We've all heard of glaucoma, after all it's one of the 3 most common eye diseases (cataract, glaucoma and macula degeneration). But what is it? What does it do to your eyes and can it be treated?
This should really help to answer those questions.
Glaucoma is a disease of the optic nerve in the eye. The optic nerve becomes damaged by having a high pressure in the eyeball (usually - I'll explain that later). The high pressure in the eye damages the nerves and blood supply to the nerves, and that nerve damage means you loose the peripheral part of your vision - that is the vision around you, we call that your visual field. The biggest problem with normal glaucoma is that you can't feel it, you have no idea it's there as there has to be a lot of damage and peripheral vision lost before you'll notice it. There are no pain receptors in that part of the eye so you can't feel it happening. That's why we think there are around 63million people with glaucoma world wide but half of them don't know they have it. That is why regular eye examinations are so important.

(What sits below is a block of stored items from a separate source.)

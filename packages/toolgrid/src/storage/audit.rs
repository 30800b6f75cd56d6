use chrono::{Duration, Utc};
use rusqlite::{params_from_iter, Row};
use toolgrid_types::{AuditEntry, AuditQuery};

use super::db::{time, Db, StorageError, StorageResult};

const DEFAULT_LIMIT: u32 = 100;
const MAX_LIMIT: u32 = 1000;

/// Append-only audit trail. Rows are inserted and purged, never updated;
/// there is deliberately no update method here.
#[derive(Clone)]
pub struct AuditStore {
    db: Db,
}

impl AuditStore {
    pub fn new(db: Db) -> Self {
        Self { db }
    }

    pub fn append(&self, entry: &AuditEntry) -> StorageResult<()> {
        self.db.with_conn(|conn| {
            conn.execute(
                "INSERT INTO audit_log
                 (id, timestamp, action, resource_type, resource_id, api_key_id, tenant_id,
                  ip_address, user_agent, duration_ms, success, details)
                 VALUES (?1, ?2, ?3, ?4, ?5, ?6, ?7, ?8, ?9, ?10, ?11, ?12)",
                rusqlite::params![
                    entry.id,
                    time::to_sql(entry.timestamp),
                    entry.action,
                    entry.resource_type,
                    entry.resource_id,
                    entry.api_key_id.as_ref().map(|k| k.as_ref()),
                    entry.tenant_id.as_ref().map(|t| t.as_ref()),
                    entry.ip_address,
                    entry.user_agent,
                    entry.duration_ms.map(|d| d as i64),
                    entry.success,
                    serde_json::to_string(&entry.details).unwrap(),
                ],
            )
        })?;
        Ok(())
    }

    pub fn query(&self, query: &AuditQuery) -> StorageResult<Vec<AuditEntry>> {
        let (where_clause, args) = build_filters(query);
        let limit = query.limit.unwrap_or(DEFAULT_LIMIT).min(MAX_LIMIT);
        let offset = query.offset.unwrap_or(0);

        let sql = format!(
            "SELECT id, timestamp, action, resource_type, resource_id, api_key_id, tenant_id,
                    ip_address, user_agent, duration_ms, success, details
             FROM audit_log {where_clause}
             ORDER BY timestamp DESC LIMIT {limit} OFFSET {offset}"
        );

        self.db.with_conn(|conn| {
            let mut stmt = conn.prepare(&sql)?;
            let rows = stmt.query_map(params_from_iter(args.iter()), row_to_entry)?;
            rows.collect()
        })
    }

    pub fn count(&self, query: &AuditQuery) -> StorageResult<u64> {
        let (where_clause, args) = build_filters(query);
        let sql = format!("SELECT COUNT(*) FROM audit_log {where_clause}");
        self.db.with_conn(|conn| {
            conn.query_row(&sql, params_from_iter(args.iter()), |row| {
                row.get::<_, i64>(0).map(|n| n as u64)
            })
        })
    }

    pub fn export_json(&self, query: &AuditQuery) -> StorageResult<String> {
        let entries = self.query(query)?;
        Ok(serde_json::to_string_pretty(&entries)?)
    }

    pub fn export_csv(&self, query: &AuditQuery) -> StorageResult<String> {
        let entries = self.query(query)?;
        let mut out = String::from(
            "id,timestamp,action,resource_type,resource_id,api_key_id,tenant_id,success,duration_ms\n",
        );
        for entry in entries {
            out.push_str(&format!(
                "{},{},{},{},{},{},{},{},{}\n",
                entry.id,
                entry.timestamp.to_rfc3339(),
                csv_escape(&entry.action),
                csv_escape(&entry.resource_type),
                entry.resource_id.as_deref().map(csv_escape).unwrap_or_default(),
                entry.api_key_id.as_ref().map(|k| k.to_string()).unwrap_or_default(),
                entry.tenant_id.as_ref().map(|t| t.to_string()).unwrap_or_default(),
                entry.success,
                entry.duration_ms.map(|d| d.to_string()).unwrap_or_default(),
            ));
        }
        Ok(out)
    }

    /// Purges rows older than the given horizon. Retention cannot go
    /// below one day.
    pub fn cleanup(&self, older_than_days: u32) -> StorageResult<u64> {
        if older_than_days < 1 {
            return Err(StorageError::Retention(
                "audit retention must be at least 1 day".to_string(),
            ));
        }
        let cutoff = Utc::now() - Duration::days(older_than_days as i64);
        let deleted = self.db.with_conn(|conn| {
            conn.execute(
                "DELETE FROM audit_log WHERE timestamp < ?1",
                [time::to_sql(cutoff)],
            )
        })?;
        Ok(deleted as u64)
    }
}

pub(crate) fn csv_escape(field: &str) -> String {
    if field.contains([',', '"', '\n']) {
        format!("\"{}\"", field.replace('"', "\"\""))
    } else {
        field.to_string()
    }
}

fn build_filters(query: &AuditQuery) -> (String, Vec<String>) {
    let mut clauses = Vec::new();
    let mut args = Vec::new();

    if let Some(action) = &query.action {
        args.push(action.clone());
        clauses.push(format!("action = ?{}", args.len()));
    }
    if let Some(resource_type) = &query.resource_type {
        args.push(resource_type.clone());
        clauses.push(format!("resource_type = ?{}", args.len()));
    }
    if let Some(api_key_id) = &query.api_key_id {
        args.push(api_key_id.to_string());
        clauses.push(format!("api_key_id = ?{}", args.len()));
    }
    if let Some(tenant_id) = &query.tenant_id {
        args.push(tenant_id.to_string());
        clauses.push(format!("tenant_id = ?{}", args.len()));
    }
    if let Some(success) = query.success {
        args.push(if success { "1" } else { "0" }.to_string());
        clauses.push(format!("success = ?{}", args.len()));
    }
    if let Some(from) = query.from {
        args.push(time::to_sql(from));
        clauses.push(format!("timestamp >= ?{}", args.len()));
    }
    if let Some(to) = query.to {
        args.push(time::to_sql(to));
        clauses.push(format!("timestamp <= ?{}", args.len()));
    }

    if clauses.is_empty() {
        (String::new(), args)
    } else {
        (format!("WHERE {}", clauses.join(" AND ")), args)
    }
}

fn row_to_entry(row: &Row<'_>) -> rusqlite::Result<AuditEntry> {
    use super::servers::{json_err, parse_id};

    let details: String = row.get(11)?;
    Ok(AuditEntry {
        id: row.get(0)?,
        timestamp: time::from_sql(&row.get::<_, String>(1)?),
        action: row.get(2)?,
        resource_type: row.get(3)?,
        resource_id: row.get(4)?,
        api_key_id: row
            .get::<_, Option<String>>(5)?
            .map(|_| parse_id(row, 5))
            .transpose()?,
        tenant_id: row
            .get::<_, Option<String>>(6)?
            .map(|_| parse_id(row, 6))
            .transpose()?,
        ip_address: row.get(7)?,
        user_agent: row.get(8)?,
        duration_ms: row.get::<_, Option<i64>>(9)?.map(|d| d as u64),
        success: row.get(10)?,
        details: serde_json::from_str(&details).map_err(|e| json_err(11, e))?,
    })
}

#[cfg(test)]
mod tests {
    use super::*;
    use crate::storage::migrations;
    use serde_json::json;

    fn store() -> AuditStore {
        let db = Db::open_in_memory().unwrap();
        migrations::apply(&db).unwrap();
        AuditStore::new(db)
    }

    fn entry(action: &str, success: bool) -> AuditEntry {
        AuditEntry {
            id: uuid::Uuid::new_v4().simple().to_string(),
            timestamp: Utc::now(),
            action: action.to_string(),
            resource_type: "tool".to_string(),
            resource_id: Some("weather/current".to_string()),
            api_key_id: None,
            tenant_id: None,
            ip_address: Some("127.0.0.1".to_string()),
            user_agent: None,
            duration_ms: Some(12),
            success,
            details: json!({"note": "test"}),
        }
    }

    #[test]
    fn query_filters_compound() {
        let store = store();
        store.append(&entry("tool.invoke", true)).unwrap();
        store.append(&entry("tool.invoke", false)).unwrap();
        store.append(&entry("server.create", true)).unwrap();

        let hits = store
            .query(&AuditQuery {
                action: Some("tool.invoke".to_string()),
                success: Some(true),
                ..Default::default()
            })
            .unwrap();
        assert_eq!(hits.len(), 1);
        assert_eq!(
            store
                .count(&AuditQuery {
                    action: Some("tool.invoke".to_string()),
                    ..Default::default()
                })
                .unwrap(),
            2
        );
    }

    #[test]
    fn csv_export_escapes_fields() {
        let store = store();
        let mut e = entry("tool.invoke", true);
        e.action = "weird,\"action\"".to_string();
        store.append(&e).unwrap();

        let csv = store.export_csv(&AuditQuery::default()).unwrap();
        assert!(csv.contains("\"weird,\"\"action\"\"\""));
    }

    #[test]
    fn cleanup_enforces_minimum_retention() {
        let store = store();
        assert!(matches!(
            store.cleanup(0),
            Err(StorageError::Retention(_))
        ));

        store.append(&entry("old", true)).unwrap();
        // nothing is old enough to purge
        assert_eq!(store.cleanup(1).unwrap(), 0);
    }
}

What makes glaucoma really tricky to understand is it's not just one thing. There are a few types of glaucoma (we refer to them as "the glaucomas"). These range from the more common "normal" glaucoma to, thankfully, more rare forms.

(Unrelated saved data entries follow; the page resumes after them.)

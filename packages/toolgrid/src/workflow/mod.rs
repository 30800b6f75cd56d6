pub mod host;
pub mod sampling;

use std::collections::BTreeMap;
use std::sync::Arc;

use chrono::Utc;
use dashmap::DashMap;
use thiserror::Error;
use tokio_util::sync::CancellationToken;
use tracing::instrument;

use toolgrid_engine::{ExecutionObserver, ExecutionReport, StepReport, WorkflowEngine};
use toolgrid_types::{
    ExecutionId, ExecutionStatus, ExecutionStep, GatewayEvent, RequestContext, Workflow,
    WorkflowExecution, WorkflowId,
};

use crate::budget::{BudgetEnforcer, BudgetError};
use crate::events::EventBus;
use crate::storage::executions::ExecutionStore;
use crate::storage::workflows::WorkflowStore;
use crate::storage::StorageError;
use utils::context::AppContext;
use utils::telemetry::WorkflowMetrics;

#[derive(Error, Debug)]
pub enum WorkflowError {
    #[error("Workflow not found: {0}")]
    NotFound(WorkflowId),
    #[error("Workflow is disabled: {0}")]
    Disabled(WorkflowId),
    #[error("Budget denied execution: {reason}")]
    BudgetDenied { reason: String },
    #[error("storage: {0}")]
    Storage(#[from] StorageError),
    #[error("budget: {0}")]
    Budget(#[from] BudgetError),
}

/// Drives workflow executions end to end: budget admission, the
/// background engine run, step row persistence, spend recording, and
/// lifecycle events. Executions started from an HTTP request keep
/// running after the response returns.
pub struct WorkflowManager {
    engine: Arc<WorkflowEngine>,
    workflows: WorkflowStore,
    executions: ExecutionStore,
    budget: Arc<BudgetEnforcer>,
    events: Arc<EventBus>,
    env: BTreeMap<String, String>,
    cancels: Arc<DashMap<ExecutionId, CancellationToken>>,
    metrics: WorkflowMetrics,
}

impl WorkflowManager {
    pub fn new(
        engine: Arc<WorkflowEngine>,
        workflows: WorkflowStore,
        executions: ExecutionStore,
        budget: Arc<BudgetEnforcer>,
        events: Arc<EventBus>,
        env: BTreeMap<String, String>,
        metrics: WorkflowMetrics,
    ) -> Self {
        Self {
            engine,
            workflows,
            executions,
            budget,
            events,
            env,
            cancels: Arc::new(DashMap::new()),
            metrics,
        }
    }

    /// Admits against budgets, creates the execution row, and spawns the
    /// run as a background task on the shared runtime. Returns the
    /// pending execution immediately.
    #[instrument(level = "debug", skip(self, app, ctx, input), fields(subsys = "Workflow", request = %ctx.request_id))]
    pub fn start(
        &self,
        app: &AppContext,
        ctx: &RequestContext,
        workflow_id: &WorkflowId,
        input: serde_json::Value,
    ) -> Result<WorkflowExecution, WorkflowError> {
        let workflow = self
            .workflows
            .get(workflow_id)?
            .ok_or_else(|| WorkflowError::NotFound(workflow_id.clone()))?;
        if !workflow.enabled {
            return Err(WorkflowError::Disabled(workflow_id.clone()));
        }

        // budget gate before any execution row exists
        let admission = self.budget.can_execute(
            Some(workflow_id),
            ctx.principal.tenant_id.as_ref(),
            ctx.principal.api_key_id.as_ref(),
        )?;
        if !admission.allowed {
            return Err(WorkflowError::BudgetDenied {
                reason: admission
                    .reason
                    .unwrap_or_else(|| "budget exhausted".to_string()),
            });
        }

        let triggered_by = ctx
            .principal
            .api_key_id
            .as_ref()
            .map(|k| k.to_string())
            .unwrap_or_else(|| "master".to_string());
        let execution = self
            .executions
            .insert(workflow_id, &input, Some(&triggered_by))?;

        let cancel = CancellationToken::new();
        self.cancels.insert(execution.id.clone(), cancel.clone());

        self.metrics.increment_total_executions();
        self.events.publish(GatewayEvent::WorkflowStarted {
            workflow_id: workflow_id.clone(),
            execution_id: execution.id.clone(),
        });

        app.rt.spawn({
            let manager = self.clone_parts();
            let workflow = workflow.clone();
            let execution_id = execution.id.clone();
            let ctx = ctx.clone();
            async move {
                manager.run(workflow, execution_id, input, ctx, cancel).await;
            }
        });

        Ok(execution)
    }

    /// Cooperative cancel; returns false when the execution is unknown
    /// or already finished.
    pub fn cancel(&self, execution_id: &ExecutionId) -> bool {
        match self.cancels.get(execution_id) {
            Some(cancel) => {
                cancel.cancel();
                true
            }
            None => false,
        }
    }

    pub fn get_execution(
        &self,
        execution_id: &ExecutionId,
    ) -> Result<Option<(WorkflowExecution, Vec<ExecutionStep>)>, WorkflowError> {
        let Some(execution) = self.executions.get(execution_id)? else {
            return Ok(None);
        };
        let steps = self.executions.steps(execution_id)?;
        Ok(Some((execution, steps)))
    }

    pub fn list_executions(
        &self,
        workflow_id: Option<&WorkflowId>,
        limit: u32,
        offset: u32,
    ) -> Result<Vec<WorkflowExecution>, WorkflowError> {
        Ok(self.executions.list(workflow_id, limit, offset)?)
    }

    fn clone_parts(&self) -> RunnerParts {
        RunnerParts {
            engine: self.engine.clone(),
            executions: self.executions.clone(),
            budget: self.budget.clone(),
            events: self.events.clone(),
            env: self.env.clone(),
            cancels: self.cancels.clone(),
            metrics: self.metrics.clone(),
        }
    }
}

/// The subset of the manager a background run needs.
struct RunnerParts {
    engine: Arc<WorkflowEngine>,
    executions: ExecutionStore,
    budget: Arc<BudgetEnforcer>,
    events: Arc<EventBus>,
    env: BTreeMap<String, String>,
    cancels: Arc<DashMap<ExecutionId, CancellationToken>>,
    metrics: WorkflowMetrics,
}

impl RunnerParts {
    async fn run(
        &self,
        workflow: Workflow,
        execution_id: ExecutionId,
        input: serde_json::Value,
        ctx: RequestContext,
        cancel: CancellationToken,
    ) {
        let started = Utc::now();
        if let Err(err) = self
            .executions
            .set_status(&execution_id, ExecutionStatus::Running)
        {
            tracing::error!(?err, execution = %execution_id, "failed to mark execution running");
        }

        let observer = StepPersister {
            executions: self.executions.clone(),
            execution_id: execution_id.clone(),
        };

        let report = self
            .engine
            .execute(
                &workflow.definition,
                input,
                self.env.clone(),
                cancel,
                &observer,
            )
            .await;

        self.finish(&workflow, &execution_id, &ctx, report, started)
            .await;
        self.cancels.remove(&execution_id);
    }

    async fn finish(
        &self,
        workflow: &Workflow,
        execution_id: &ExecutionId,
        ctx: &RequestContext,
        report: ExecutionReport,
        started: chrono::DateTime<Utc>,
    ) {
        if let Err(err) = self.executions.finish(
            execution_id,
            report.status,
            report.output.as_ref(),
            report.error.as_deref(),
            report.tokens_used,
            report.cost_credits,
        ) {
            tracing::error!(?err, execution = %execution_id, "failed to finish execution row");
        }

        // accounting happens even for failed runs; the credits were spent
        if report.cost_credits > 0.0 {
            if let Err(err) = self.budget.record_spend(
                Some(&workflow.id),
                ctx.principal.tenant_id.as_ref(),
                ctx.principal.api_key_id.as_ref(),
                report.cost_credits,
            ) {
                tracing::error!(?err, "failed to record workflow spend");
            }
        }

        let duration_ms = (Utc::now() - started).num_milliseconds().max(0) as u64;
        let event = match report.status {
            ExecutionStatus::Completed => GatewayEvent::WorkflowCompleted {
                workflow_id: workflow.id.clone(),
                execution_id: execution_id.clone(),
                duration_ms,
            },
            _ => {
                self.metrics.increment_total_errors();
                GatewayEvent::WorkflowFailed {
                    workflow_id: workflow.id.clone(),
                    execution_id: execution_id.clone(),
                    error: report
                        .error
                        .unwrap_or_else(|| report.status.as_str().to_string()),
                }
            }
        };
        self.events.publish(event);
    }
}

/// Writes each step row as the engine reports it; the engine guarantees
/// the call lands before the next step starts.
struct StepPersister {
    executions: ExecutionStore,
    execution_id: ExecutionId,
}

impl ExecutionObserver for StepPersister {
    fn on_step_started(&self, index: u32, name: &str) {
        let step = ExecutionStep {
            execution_id: self.execution_id.clone(),
            index,
            name: name.to_string(),
            status: toolgrid_types::StepStatus::Running,
            input: None,
            output: None,
            error: None,
            retry_count: 0,
            started_at: Utc::now(),
            completed_at: None,
            tokens_used: 0,
            cost_credits: 0.0,
            duration_ms: 0,
        };
        if let Err(err) = self.executions.upsert_step(&step) {
            tracing::warn!(?err, "failed to persist step start");
        }
    }

    fn on_step_finished(&self, report: &StepReport) {
        let step = ExecutionStep {
            execution_id: self.execution_id.clone(),
            index: report.index,
            name: report.name.clone(),
            status: report.status,
            input: report.input.clone(),
            output: report.output.clone(),
            error: report.error.clone(),
            retry_count: report.retry_count,
            started_at: report.started_at,
            completed_at: Some(report.completed_at),
            tokens_used: report.cost.tokens_used,
            cost_credits: report.cost.cost_credits,
            duration_ms: report.cost.duration_ms,
        };
        if let Err(err) = self.executions.upsert_step(&step) {
            tracing::warn!(?err, "failed to persist step result");
        }
    }
}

To understand glaucoma we need to know a little about the anatomy of the eyeball. We need to look at the front of the eyeball where the cornea (the transparent window at the front, that you can see the iris and the pupil through) meets the iris. We call this the angle. In this angle there are some drainage channels which will let the fluids and hence the pressure out of the eye.

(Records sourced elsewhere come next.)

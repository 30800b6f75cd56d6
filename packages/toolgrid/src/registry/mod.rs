pub mod embedder;
pub mod semantic;

use std::collections::{HashMap, HashSet};
use std::sync::RwLock;

use chrono::Utc;
use toolgrid_types::{
    qualified_name, PromptEntry, ResourceEntry, ServerConfig, ServerId, ToolEntry,
};

/// Anything a registry can index: keyed, owned by a server, taggable.
pub trait RegistryItem: Clone + Send + Sync {
    fn key(&self) -> &str;
    fn server_id(&self) -> &ServerId;
    fn tags(&self) -> &[String];
    fn category(&self) -> Option<&str>;
    fn bump_usage(&mut self);
}

macro_rules! impl_registry_item {
    ($type_name:ident, $key_field:ident) => {
        impl RegistryItem for $type_name {
            fn key(&self) -> &str {
                &self.$key_field
            }
            fn server_id(&self) -> &ServerId {
                &self.server_id
            }
            fn tags(&self) -> &[String] {
                &self.tags
            }
            fn category(&self) -> Option<&str> {
                self.category.as_deref()
            }
            fn bump_usage(&mut self) {
                self.usage_count += 1;
            }
        }
    };
}

impl_registry_item!(ToolEntry, qualified_name);
impl_registry_item!(ResourceEntry, uri);
impl_registry_item!(PromptEntry, qualified_name);

/// Keyed mapping plus inverted indexes by server, category, and tag.
/// An entry exists only while its owning server is registered;
/// (re)registering a server atomically replaces all of its entries.
pub struct Registry<T: RegistryItem> {
    inner: RwLock<Indexes<T>>,
}

struct Indexes<T> {
    entries: HashMap<String, T>,
    by_server: HashMap<ServerId, HashSet<String>>,
    by_category: HashMap<String, HashSet<String>>,
    by_tag: HashMap<String, HashSet<String>>,
}

impl<T: RegistryItem> Registry<T> {
    pub fn new() -> Self {
        Self {
            inner: RwLock::new(Indexes {
                entries: HashMap::new(),
                by_server: HashMap::new(),
                by_category: HashMap::new(),
                by_tag: HashMap::new(),
            }),
        }
    }

    pub fn register_server(&self, server_id: &ServerId, items: Vec<T>) {
        let mut inner = self.inner.write().unwrap();
        remove_server_entries(&mut inner, server_id);

        let mut keys = HashSet::new();
        for item in items {
            let key = item.key().to_string();
            if let Some(category) = item.category() {
                inner
                    .by_category
                    .entry(category.to_string())
                    .or_default()
                    .insert(key.clone());
            }
            for tag in item.tags() {
                inner
                    .by_tag
                    .entry(tag.clone())
                    .or_default()
                    .insert(key.clone());
            }
            keys.insert(key.clone());
            inner.entries.insert(key, item);
        }
        inner.by_server.insert(server_id.clone(), keys);
    }

    pub fn unregister_server(&self, server_id: &ServerId) {
        let mut inner = self.inner.write().unwrap();
        remove_server_entries(&mut inner, server_id);
    }

    pub fn find(&self, key: &str) -> Option<T> {
        self.inner.read().unwrap().entries.get(key).cloned()
    }

    pub fn find_by_server(&self, server_id: &ServerId) -> Vec<T> {
        let inner = self.inner.read().unwrap();
        inner
            .by_server
            .get(server_id)
            .map(|keys| {
                keys.iter()
                    .filter_map(|key| inner.entries.get(key).cloned())
                    .collect()
            })
            .unwrap_or_default()
    }

    pub fn find_by_category(&self, category: &str) -> Vec<T> {
        let inner = self.inner.read().unwrap();
        inner
            .by_category
            .get(category)
            .map(|keys| {
                keys.iter()
                    .filter_map(|key| inner.entries.get(key).cloned())
                    .collect()
            })
            .unwrap_or_default()
    }

    pub fn find_by_tag(&self, tag: &str) -> Vec<T> {
        let inner = self.inner.read().unwrap();
        inner
            .by_tag
            .get(tag)
            .map(|keys| {
                keys.iter()
                    .filter_map(|key| inner.entries.get(key).cloned())
                    .collect()
            })
            .unwrap_or_default()
    }

    pub fn all(&self) -> Vec<T> {
        self.inner.read().unwrap().entries.values().cloned().collect()
    }

    pub fn count(&self) -> usize {
        self.inner.read().unwrap().entries.len()
    }

    /// In-memory call counter; durable usage lives in the usage store.
    pub fn record_usage(&self, key: &str) {
        if let Some(entry) = self.inner.write().unwrap().entries.get_mut(key) {
            entry.bump_usage();
        }
    }
}

impl<T: RegistryItem> Default for Registry<T> {
    fn default() -> Self {
        Self::new()
    }
}

fn remove_server_entries<T: RegistryItem>(inner: &mut Indexes<T>, server_id: &ServerId) {
    let Some(keys) = inner.by_server.remove(server_id) else {
        return;
    };
    for key in keys {
        inner.entries.remove(&key);
        for set in inner.by_category.values_mut() {
            set.remove(&key);
        }
        for set in inner.by_tag.values_mut() {
            set.remove(&key);
        }
    }
    inner.by_category.retain(|_, set| !set.is_empty());
    inner.by_tag.retain(|_, set| !set.is_empty());
}

/// The catalog an upstream reports during its handshake.
#[derive(Debug, Clone, Default)]
pub struct ServerCatalog {
    pub tools: Vec<CatalogTool>,
    pub resources: Vec<CatalogResource>,
    pub prompts: Vec<CatalogPrompt>,
}

#[derive(Debug, Clone)]
pub struct CatalogTool {
    pub name: String,
    pub description: Option<String>,
    pub schema: Option<serde_json::Value>,
}

#[derive(Debug, Clone)]
pub struct CatalogResource {
    pub uri: String,
    pub name: String,
    pub description: Option<String>,
    pub mime_type: Option<String>,
}

#[derive(Debug, Clone)]
pub struct CatalogPrompt {
    pub name: String,
    pub description: Option<String>,
    pub arguments: Vec<toolgrid_types::PromptArgument>,
}

/// All three registries behind one handle, so server (un)registration
/// stays atomic per registry and simultaneous across them.
pub struct Registries {
    pub tools: Registry<ToolEntry>,
    pub resources: Registry<ResourceEntry>,
    pub prompts: Registry<PromptEntry>,
}

impl Registries {
    pub fn new() -> Self {
        Self {
            tools: Registry::new(),
            resources: Registry::new(),
            prompts: Registry::new(),
        }
    }

    pub fn register_server(&self, server: &ServerConfig, catalog: &ServerCatalog) {
        let now = Utc::now();
        let tags = server.metadata.tags.clone();
        let category = server.metadata.category.clone();

        let tools = catalog
            .tools
            .iter()
            .map(|tool| ToolEntry {
                qualified_name: qualified_name(&server.name, &tool.name),
                server_id: server.id.clone(),
                name: tool.name.clone(),
                description: tool.description.clone(),
                schema: tool.schema.clone(),
                tags: tags.clone(),
                category: category.clone(),
                registered_at: now,
                usage_count: 0,
            })
            .collect();
        self.tools.register_server(&server.id, tools);

        let resources = catalog
            .resources
            .iter()
            .map(|resource| ResourceEntry {
                uri: resource.uri.clone(),
                server_id: server.id.clone(),
                name: resource.name.clone(),
                description: resource.description.clone(),
                mime_type: resource.mime_type.clone(),
                tags: tags.clone(),
                category: category.clone(),
                registered_at: now,
                usage_count: 0,
            })
            .collect();
        self.resources.register_server(&server.id, resources);

        let prompts = catalog
            .prompts
            .iter()
            .map(|prompt| PromptEntry {
                qualified_name: qualified_name(&server.name, &prompt.name),
                server_id: server.id.clone(),
                name: prompt.name.clone(),
                description: prompt.description.clone(),
                arguments: prompt.arguments.clone(),
                tags: tags.clone(),
                category: category.clone(),
                registered_at: now,
                usage_count: 0,
            })
            .collect();
        self.prompts.register_server(&server.id, prompts);
    }

    pub fn unregister_server(&self, server_id: &ServerId) {
        self.tools.unregister_server(server_id);
        self.resources.unregister_server(server_id);
        self.prompts.unregister_server(server_id);
    }
}

impl Default for Registries {
    fn default() -> Self {
        Self::new()
    }
}

#[cfg(test)]
mod tests {
    use super::*;
    use toolgrid_types::TransportConfig;

    fn server(name: &str) -> ServerConfig {
        ServerConfig {
            id: ServerId::generate(),
            name: name.to_string(),
            transport: TransportConfig::Http {
                url: "http://localhost:4000".to_string(),
                headers: Default::default(),
            },
            auth: None,
            health_check: Default::default(),
            rate_limits: Default::default(),
            metadata: toolgrid_types::ServerMetadata {
                category: Some("weather".to_string()),
                tags: vec!["forecast".to_string()],
                version: None,
            },
            group_id: None,
            enabled: true,
        }
    }

    fn catalog(tools: &[&str]) -> ServerCatalog {
        ServerCatalog {
            tools: tools
                .iter()
                .map(|name| CatalogTool {
                    name: name.to_string(),
                    description: Some(format!("{name} tool")),
                    schema: None,
                })
                .collect(),
            resources: Vec::new(),
            prompts: Vec::new(),
        }
    }

    #[test]
    fn register_replaces_atomically() {
        let registries = Registries::new();
        let server = server("weather");

        registries.register_server(&server, &catalog(&["current", "forecast"]));
        assert_eq!(registries.tools.count(), 2);
        assert!(registries.tools.find("weather/current").is_some());

        // re-registration replaces the old set wholesale
        registries.register_server(&server, &catalog(&["current"]));
        assert_eq!(registries.tools.count(), 1);
        assert!(registries.tools.find("weather/forecast").is_none());

        registries.unregister_server(&server.id);
        assert_eq!(registries.tools.count(), 0);
        assert!(registries.tools.find_by_server(&server.id).is_empty());
    }

    #[test]
    fn reregistration_with_identical_input_is_idempotent() {
        let registries = Registries::new();
        let server = server("weather");

        registries.register_server(&server, &catalog(&["current"]));
        let before: Vec<String> = registries
            .tools
            .all()
            .into_iter()
            .map(|t| t.qualified_name)
            .collect();

        registries.unregister_server(&server.id);
        registries.register_server(&server, &catalog(&["current"]));
        let after: Vec<String> = registries
            .tools
            .all()
            .into_iter()
            .map(|t| t.qualified_name)
            .collect();

        assert_eq!(before, after);
    }

    #[test]
    fn inverted_indexes_follow_entries() {
        let registries = Registries::new();
        let server = server("weather");
        registries.register_server(&server, &catalog(&["current"]));

        assert_eq!(registries.tools.find_by_category("weather").len(), 1);
        assert_eq!(registries.tools.find_by_tag("forecast").len(), 1);

        registries.unregister_server(&server.id);
        assert!(registries.tools.find_by_category("weather").is_empty());
        assert!(registries.tools.find_by_tag("forecast").is_empty());
    }

    #[test]
    fn usage_counter_increments() {
        let registries = Registries::new();
        let server = server("weather");
        registries.register_server(&server, &catalog(&["current"]));

        registries.tools.record_usage("weather/current");
        registries.tools.record_usage("weather/current");
        assert_eq!(
            registries.tools.find("weather/current").unwrap().usage_count,
            2
        );
    }
}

Primary open angle glaucoma is where the angle where the cornea (the transparent window at the very front of the eye) and iris (the coloured bit), meet is nice and wide and open that means that those drainage channels are open and clear. Primary open angle glaucoma will usually have a high pressure in the eye and it's that high pressure that's going to cause damage to the nerves and therefore damage to the optic nerve and lose that peripheral vision. This is what we would see most of in practice and I would refer to as normal glaucoma.
Open angle glaucoma is usually treated with just an eye drop and many people only need to use one drop every day depending on how they respond to the different types of drops available. If the pressure does not respond with eye drops, then there is an operation that can be performed which helps to relieve the pressure called a trabeculectomy where a drainage channel is created under the upper eye lid.
What makes glaucoma very confusing is that there is another type of glaucoma known as normal tension glaucoma and this means exactly what it says the tension or pressure in that eye is normal. This makes it a lot harder to find and diagnose this type of glaucoma but again treatment for this type of glaucoma is just the same as in normal open angle glaucoma.
The third type of glaucoma that we want to look at is what we would call secondary glaucoma these are glaucomas that have happened after an eye injury or from the use of certain medications such as steroids, or as a complication of other eye diseases or disorders which have damaged the eye such as inflammation like uveitis.
The next form of glaucoma is luckily a lot rarer than the other forms. This form of glaucoma can be extremely painful, this is acute or angle closure glaucoma. It’s mainly due to the anatomy of the eye - that angle created where the cornea meets the iris, in angle closure glaucoma, that angle is too narrow - it's very narrow or closed off and this can have a devastating effect on the drainage channels and the pressure can rapidly increase in the eye to a point where it is incredibly painful. Treatment for acute glaucoma is usually to use a laser to put holes in the iris to relieve that pressure straight away. Acute glaucoma is also difficult to diagnose because people can have mild "attacks". It's not always going to be an extremely painful event (luckily), it usually happens on an evening, when the pupil is about mid dilated. Symptoms can include seeing haloes or rings around lights so if you have experienced this you must tell your optometrist.
Well, I hope that helps you to understand a little bit more about what glaucoma is. It's not just one thing even though we have what I would refer to as normal glaucoma which is sort of everyday glaucoma which we would see the most in practice but there are these other types of glaucoma that we need to look out for and be aware of.